Gather all lines with "Some" from the records.

---- Extracted records

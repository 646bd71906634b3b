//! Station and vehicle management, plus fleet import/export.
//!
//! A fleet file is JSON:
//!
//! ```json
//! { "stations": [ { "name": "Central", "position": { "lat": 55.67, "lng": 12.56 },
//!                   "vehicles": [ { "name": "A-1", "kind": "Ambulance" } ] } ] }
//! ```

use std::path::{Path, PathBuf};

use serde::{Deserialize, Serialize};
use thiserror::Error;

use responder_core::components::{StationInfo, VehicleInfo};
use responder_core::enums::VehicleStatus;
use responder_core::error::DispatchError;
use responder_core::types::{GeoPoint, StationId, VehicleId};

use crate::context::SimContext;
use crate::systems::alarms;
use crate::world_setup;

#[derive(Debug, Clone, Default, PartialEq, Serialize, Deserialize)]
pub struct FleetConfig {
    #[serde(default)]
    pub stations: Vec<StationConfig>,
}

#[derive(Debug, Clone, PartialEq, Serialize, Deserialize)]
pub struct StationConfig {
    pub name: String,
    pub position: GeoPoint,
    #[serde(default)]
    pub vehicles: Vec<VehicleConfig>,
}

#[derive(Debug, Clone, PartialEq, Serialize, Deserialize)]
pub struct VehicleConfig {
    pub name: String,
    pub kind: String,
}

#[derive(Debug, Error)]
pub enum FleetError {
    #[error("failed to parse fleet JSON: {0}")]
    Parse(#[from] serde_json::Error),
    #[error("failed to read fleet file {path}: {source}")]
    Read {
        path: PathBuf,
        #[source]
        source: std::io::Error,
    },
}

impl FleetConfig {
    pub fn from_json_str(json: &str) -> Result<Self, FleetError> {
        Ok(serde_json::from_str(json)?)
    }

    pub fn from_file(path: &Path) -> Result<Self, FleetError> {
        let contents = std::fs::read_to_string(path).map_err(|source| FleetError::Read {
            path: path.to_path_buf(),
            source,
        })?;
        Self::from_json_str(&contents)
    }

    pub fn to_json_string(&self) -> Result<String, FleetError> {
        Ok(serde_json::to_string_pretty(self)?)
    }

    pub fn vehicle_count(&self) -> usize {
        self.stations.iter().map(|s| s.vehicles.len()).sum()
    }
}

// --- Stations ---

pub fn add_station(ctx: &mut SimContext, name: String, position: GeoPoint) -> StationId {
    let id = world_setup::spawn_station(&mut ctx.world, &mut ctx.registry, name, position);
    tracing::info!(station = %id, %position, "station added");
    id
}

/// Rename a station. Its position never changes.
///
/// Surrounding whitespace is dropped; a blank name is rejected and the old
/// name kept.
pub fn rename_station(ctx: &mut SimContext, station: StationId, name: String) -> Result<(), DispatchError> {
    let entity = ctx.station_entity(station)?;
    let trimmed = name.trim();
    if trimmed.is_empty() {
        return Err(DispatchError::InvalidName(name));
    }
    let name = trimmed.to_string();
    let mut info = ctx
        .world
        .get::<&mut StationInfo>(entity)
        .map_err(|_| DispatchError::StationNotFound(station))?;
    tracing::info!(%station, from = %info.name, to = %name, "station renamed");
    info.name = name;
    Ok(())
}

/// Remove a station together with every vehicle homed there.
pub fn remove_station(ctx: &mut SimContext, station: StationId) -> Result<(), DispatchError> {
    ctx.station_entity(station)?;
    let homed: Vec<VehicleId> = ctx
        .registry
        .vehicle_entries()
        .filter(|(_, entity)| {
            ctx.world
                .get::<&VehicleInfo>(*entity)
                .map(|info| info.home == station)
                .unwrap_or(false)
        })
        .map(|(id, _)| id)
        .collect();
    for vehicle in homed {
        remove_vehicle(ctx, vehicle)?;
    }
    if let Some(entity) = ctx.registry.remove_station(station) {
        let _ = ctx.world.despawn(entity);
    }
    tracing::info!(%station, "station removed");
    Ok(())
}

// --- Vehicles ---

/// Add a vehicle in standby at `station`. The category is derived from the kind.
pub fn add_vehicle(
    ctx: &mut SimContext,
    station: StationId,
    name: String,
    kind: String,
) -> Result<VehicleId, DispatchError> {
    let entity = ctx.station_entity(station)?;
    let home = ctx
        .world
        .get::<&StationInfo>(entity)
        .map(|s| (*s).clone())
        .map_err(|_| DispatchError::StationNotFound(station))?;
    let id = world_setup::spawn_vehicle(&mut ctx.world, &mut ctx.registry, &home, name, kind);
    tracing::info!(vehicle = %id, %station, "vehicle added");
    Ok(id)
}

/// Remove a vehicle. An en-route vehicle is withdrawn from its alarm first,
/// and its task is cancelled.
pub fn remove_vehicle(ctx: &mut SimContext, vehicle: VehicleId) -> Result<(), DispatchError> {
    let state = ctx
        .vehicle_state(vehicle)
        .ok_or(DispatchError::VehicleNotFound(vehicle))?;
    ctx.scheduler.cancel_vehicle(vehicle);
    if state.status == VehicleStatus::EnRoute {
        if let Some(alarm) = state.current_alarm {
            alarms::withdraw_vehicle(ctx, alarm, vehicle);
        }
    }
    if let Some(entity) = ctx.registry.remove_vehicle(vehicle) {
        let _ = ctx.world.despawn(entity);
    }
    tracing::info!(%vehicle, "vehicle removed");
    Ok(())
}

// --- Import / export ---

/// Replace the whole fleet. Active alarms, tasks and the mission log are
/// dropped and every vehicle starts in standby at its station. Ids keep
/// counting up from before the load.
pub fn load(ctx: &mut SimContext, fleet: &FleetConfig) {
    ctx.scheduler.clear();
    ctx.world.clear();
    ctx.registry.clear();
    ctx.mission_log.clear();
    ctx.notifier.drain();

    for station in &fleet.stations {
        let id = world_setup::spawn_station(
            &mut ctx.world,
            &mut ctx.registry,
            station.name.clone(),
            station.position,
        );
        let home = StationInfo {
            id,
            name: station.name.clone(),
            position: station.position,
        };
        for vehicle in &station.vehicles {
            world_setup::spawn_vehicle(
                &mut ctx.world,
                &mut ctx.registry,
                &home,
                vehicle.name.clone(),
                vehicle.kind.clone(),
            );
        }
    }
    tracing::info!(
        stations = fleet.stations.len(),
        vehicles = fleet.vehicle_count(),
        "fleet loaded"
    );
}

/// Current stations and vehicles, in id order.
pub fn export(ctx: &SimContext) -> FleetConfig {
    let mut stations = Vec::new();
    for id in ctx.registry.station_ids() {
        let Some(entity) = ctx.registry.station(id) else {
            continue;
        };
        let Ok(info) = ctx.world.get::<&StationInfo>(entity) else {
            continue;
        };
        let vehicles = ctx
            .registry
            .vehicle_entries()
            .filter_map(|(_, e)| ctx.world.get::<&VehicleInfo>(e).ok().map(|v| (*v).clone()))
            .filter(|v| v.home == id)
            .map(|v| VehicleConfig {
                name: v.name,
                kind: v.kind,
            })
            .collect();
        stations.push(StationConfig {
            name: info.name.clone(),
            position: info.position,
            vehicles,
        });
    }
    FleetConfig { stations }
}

--------
---- Extracted records

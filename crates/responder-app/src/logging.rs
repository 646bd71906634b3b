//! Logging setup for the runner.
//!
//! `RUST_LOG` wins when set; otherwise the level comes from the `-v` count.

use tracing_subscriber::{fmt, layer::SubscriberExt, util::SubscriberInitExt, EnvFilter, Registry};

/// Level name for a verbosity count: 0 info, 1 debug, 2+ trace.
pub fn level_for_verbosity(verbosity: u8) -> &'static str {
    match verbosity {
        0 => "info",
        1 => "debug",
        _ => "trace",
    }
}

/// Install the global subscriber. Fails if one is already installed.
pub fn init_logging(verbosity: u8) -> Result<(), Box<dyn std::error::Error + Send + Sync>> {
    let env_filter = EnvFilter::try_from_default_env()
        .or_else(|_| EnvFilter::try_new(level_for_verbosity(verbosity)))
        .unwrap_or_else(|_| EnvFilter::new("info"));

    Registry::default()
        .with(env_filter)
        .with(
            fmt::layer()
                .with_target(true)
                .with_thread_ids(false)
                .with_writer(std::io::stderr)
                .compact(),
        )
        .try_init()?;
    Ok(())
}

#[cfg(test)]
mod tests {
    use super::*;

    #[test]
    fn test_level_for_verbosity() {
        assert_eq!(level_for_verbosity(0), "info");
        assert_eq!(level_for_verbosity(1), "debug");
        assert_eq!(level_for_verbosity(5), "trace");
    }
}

--------

## Answer box
    if let Some(entity) = ctx.registry.remove_station(station) {
        if let Some(alarm) = state.current_alarm {
    if let Some(entity) = ctx.registry.remove_vehicle(vehicle) {
        let Some(entity) = ctx.registry.station(id) else {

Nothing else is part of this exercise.